C’est exactement le contraire qui est vrai. À toutes les grandes époques de l’Art, les génies les plus personnels et les plus novateurs ont commencé par être fort sages et tout à fait respectueux. Leurs premières œuvres sont souvent si timides qu’on les prend parfois pour celles de leurs maîtres eux-mêmes. Toute l’histoire de la Renaissance le prouve ; celle de Watteau, de Chardin le confirme. Même dans les temps modernes, les plus hardies découvertes dans le domaine de la nature ou du sentiment ne sont nullement sorties d’excentricités, d’exagérations, ni de négations. Elles en ont été plutôt suivies.
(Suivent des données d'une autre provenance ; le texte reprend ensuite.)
//! Lending Pool Contract
//!
//! XLM loans against sXLM collateral.
//!
//! ## Design
//!
//! - Debt compounds through a global monotone accumulator (scale 1e7);
//!   each position stores the index it last saw, so accrual is lazy and
//!   O(1) per touch.
//! - The sXLM→XLM rate is pushed by the staking side through
//!   `update_exchange_rate`; the pool never reads a price feed.
//! - The health factor uses the liquidation threshold and gates every
//!   position-weakening operation; `max_borrow` (collateral factor) is the
//!   advisory bound the off-chain gateway pre-flights with.
//! - Liquidation lets anyone repay up to the close factor of an unhealthy
//!   borrower's debt and seize collateral at a bonus.
//!
//! Every operation that touches a position accrues it first: accrue, then
//! mutate, then check health.

#![no_std]

use protocol_common::constants::{BPS_DENOMINATOR, RATE_PRECISION};
use protocol_common::error::Error;
use protocol_common::{interest, math};
use soroban_sdk::{
    contract, contractimpl, symbol_short, token, Address, BytesN, Env,
};

mod storage;


pub use storage::Position;

use storage::{
    extend_instance, is_initialized, read_accumulator, read_admin, read_exchange_rate, read_i128,
    read_native_token, read_position, read_sxlm_token, read_u32, write_i128, write_position,
    DataKey,
};

const DEFAULT_LIQUIDATION_BONUS_BPS: u32 = 500; // 5%
const DEFAULT_CLOSE_FACTOR_BPS: u32 = 5000; // half the debt per liquidation

fn require_admin(env: &Env) -> Result<Address, Error> {
    if !is_initialized(env) {
        return Err(Error::NotInitialized);
    }
    let admin = read_admin(env);
    admin.require_auth();
    Ok(admin)
}

fn check_bps(value: u32) -> Result<(), Error> {
    if value == 0 || value > BPS_DENOMINATOR as u32 {
        return Err(Error::InvalidConfig);
    }
    Ok(())
}

fn sxlm_client(env: &Env) -> token::Client<'_> {
    token::Client::new(env, &read_sxlm_token(env))
}

fn native_client(env: &Env) -> token::Client<'_> {
    token::Client::new(env, &read_native_token(env))
}

/// Health factor scaled by 1e7; `i128::MAX` when there is no debt.
fn health_factor_value(
    collateral: i128,
    debt: i128,
    threshold_bps: u32,
    exchange_rate: i128,
) -> Result<i128, Error> {
    if debt == 0 {
        return Ok(i128::MAX);
    }
    let numerator = collateral
        .checked_mul(exchange_rate)
        .and_then(|v| v.checked_mul(threshold_bps as i128))
        .ok_or(Error::ArithmeticOverflow)?;
    let denominator = debt
        .checked_mul(BPS_DENOMINATOR)
        .ok_or(Error::ArithmeticOverflow)?;
    Ok(numerator / denominator)
}

/// Advance the global accumulator to the current ledger.
fn accrue_global(env: &Env) -> Result<i128, Error> {
    let sequence = env.ledger().sequence();
    let last: u32 = env
        .storage()
        .instance()
        .get(&DataKey::LastAccrualLedger)
        .unwrap_or(sequence);
    let mut accumulator = read_accumulator(env);

    if sequence > last {
        let rate_bps = read_u32(env, &DataKey::BorrowRateBps, 0);
        accumulator = interest::advance_accumulator(accumulator, rate_bps, sequence - last)?;
        write_i128(env, &DataKey::Accumulator, accumulator);
    }
    env.storage()
        .instance()
        .set(&DataKey::LastAccrualLedger, &sequence);
    Ok(accumulator)
}

/// Accrue a position against the current accumulator. The realised
/// interest delta is folded into the aggregates; the caller is
/// responsible for writing the position back.
fn accrue_position(env: &Env, user: &Address) -> Result<Position, Error> {
    let accumulator = accrue_global(env)?;
    let sequence = env.ledger().sequence();

    let mut position = read_position(env, user).unwrap_or(Position {
        sxlm_collateral: 0,
        principal: 0,
        borrow_index: accumulator,
        last_update_ledger: sequence,
    });

    if position.principal > 0 && position.borrow_index != accumulator {
        let fresh = interest::fresh_debt(position.principal, accumulator, position.borrow_index)?;
        let delta = fresh - position.principal;
        if delta > 0 {
            let total = read_i128(env, &DataKey::TotalBorrowed);
            write_i128(env, &DataKey::TotalBorrowed, math::add(total, delta)?);
            let accrued = read_i128(env, &DataKey::TotalAccruedInterest);
            write_i128(env, &DataKey::TotalAccruedInterest, math::add(accrued, delta)?);
        }
        position.principal = fresh;
    }
    position.borrow_index = accumulator;
    position.last_update_ledger = sequence;
    Ok(position)
}

#[contract]
pub struct LendingPool;
//! Governance over real staked balances, ending in a parameter change
//! applied to the staking pool.

use crate::setup::{deploy, staker, QUORUM_BPS, VOTING_PERIOD};
use protocol_common::error::Error;
use soroban_sdk::testutils::Ledger;
use soroban_sdk::{Env, String};

/// Quorum met, majority for: the proposal executes once and writes the
/// parameter store; the forwarder then applies it on the target module.
#[test]
fn test_parameter_change_end_to_end() {
    let env = Env::default();
    let p = deploy(&env);

    // Stake 1:1 so voting weights equal the XLM staked.
    let (proposer, _) = staker(&env, &p, 100_0000000);
    let (for_voter, _) = staker(&env, &p, 60_0000000);
    let (against_voter, _) = staker(&env, &p, 50_0000000);

    assert_eq!(p.gov.get_quorum_bps(), QUORUM_BPS);

    let key = String::from_str(&env, "protocol_fee_bps");
    let id = p
        .gov
        .create_proposal(&proposer, &key, &String::from_str(&env, "500"));

    p.gov.vote(&for_voter, &id, &true);
    p.gov.vote(&against_voter, &id, &false);
    assert_eq!(p.gov.get_vote_count(&id), (60_0000000, 50_0000000));

    // Supply 210 sXLM, quorum 10% = 21; turnout 110 passes it.
    env.ledger().with_mut(|li| {
        li.sequence_number += VOTING_PERIOD + 1;
    });
    p.gov.execute_proposal(&id);
    assert_eq!(p.gov.get_param(&key), String::from_str(&env, "500"));

    // Executed is terminal.
    assert_eq!(
        p.gov.try_execute_proposal(&id),
        Err(Ok(Error::AlreadyExecuted))
    );

    // The forwarder relays the approved value into the staking pool.
    p.staking.set_protocol_fee_bps(&500);
    assert_eq!(p.staking.protocol_fee_bps(), 500);
}

#[test]
fn test_stake_size_drives_voting_weight() {
    let env = Env::default();
    let p = deploy(&env);

    let (whale, _) = staker(&env, &p, 1_000_0000000);
    let (minnow, _) = staker(&env, &p, 100_0000000);

    let id = p.gov.create_proposal(
        &whale,
        &String::from_str(&env, "cooldown_period"),
        &String::from_str(&env, "8640"),
    );

    p.gov.vote(&whale, &id, &false);
    p.gov.vote(&minnow, &id, &true);

    env.ledger().with_mut(|li| {
        li.sequence_number += VOTING_PERIOD + 1;
    });
    // The whale's stake outweighs the minnow: rejected.
    assert_eq!(
        p.gov.try_execute_proposal(&id),
        Err(Ok(Error::ProposalRejected))
    );
}

#[test]
fn test_unstaking_before_vote_forfeits_weight() {
    let env = Env::default();
    let p = deploy(&env);

    let (proposer, _) = staker(&env, &p, 200_0000000);
    let (voter, minted) = staker(&env, &p, 50_0000000);

    let id = p.gov.create_proposal(
        &proposer,
        &String::from_str(&env, "quorum_bps"),
        &String::from_str(&env, "2000"),
    );

    // Burning the stake before voting leaves nothing to vote with.
    p.staking.request_withdrawal(&voter, &minted, &true);
    assert_eq!(
        p.gov.try_vote(&voter, &id, &true),
        Err(Ok(Error::NoVotingPower))
    );
}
C’est à la fin de sa carrière et non à ses débuts que Turner fut excessif et, si l’on veut, absurde. Corot a été fort classique pendant toute la formation de son talent, Degas aussi. Rodin n’est devenu un peu déconcertant que passé le midi de sa vie. Bien loin que les négations violentes et les partis pris d’originalité soient nécessaires à l’élaboration d’un art nouveau, l’expérience nous montre toujours les génies destinés à renouveler le monde commençant par être des élèves appliqués. Ce sont proprement les tempéraments faibles qui se soustraient à la discipline au lieu de s’en fortifier. Si l’erreur contraire a pu se répandre, c’est par un effet de perspective qui nous cache les plus grands faits et les plus grands maîtres pendant des siècles et qui fait tenir toute l’histoire de l’Art entre l’Enterrement à Ornans et l’Olympia. Ce n’est vraiment qu’un instant dans la suite des révolutions esthétiques, et si cet instant obture aujourd’hui la vision des critiques, demain rétablira l’optique vraie, celle où l’on voit clair.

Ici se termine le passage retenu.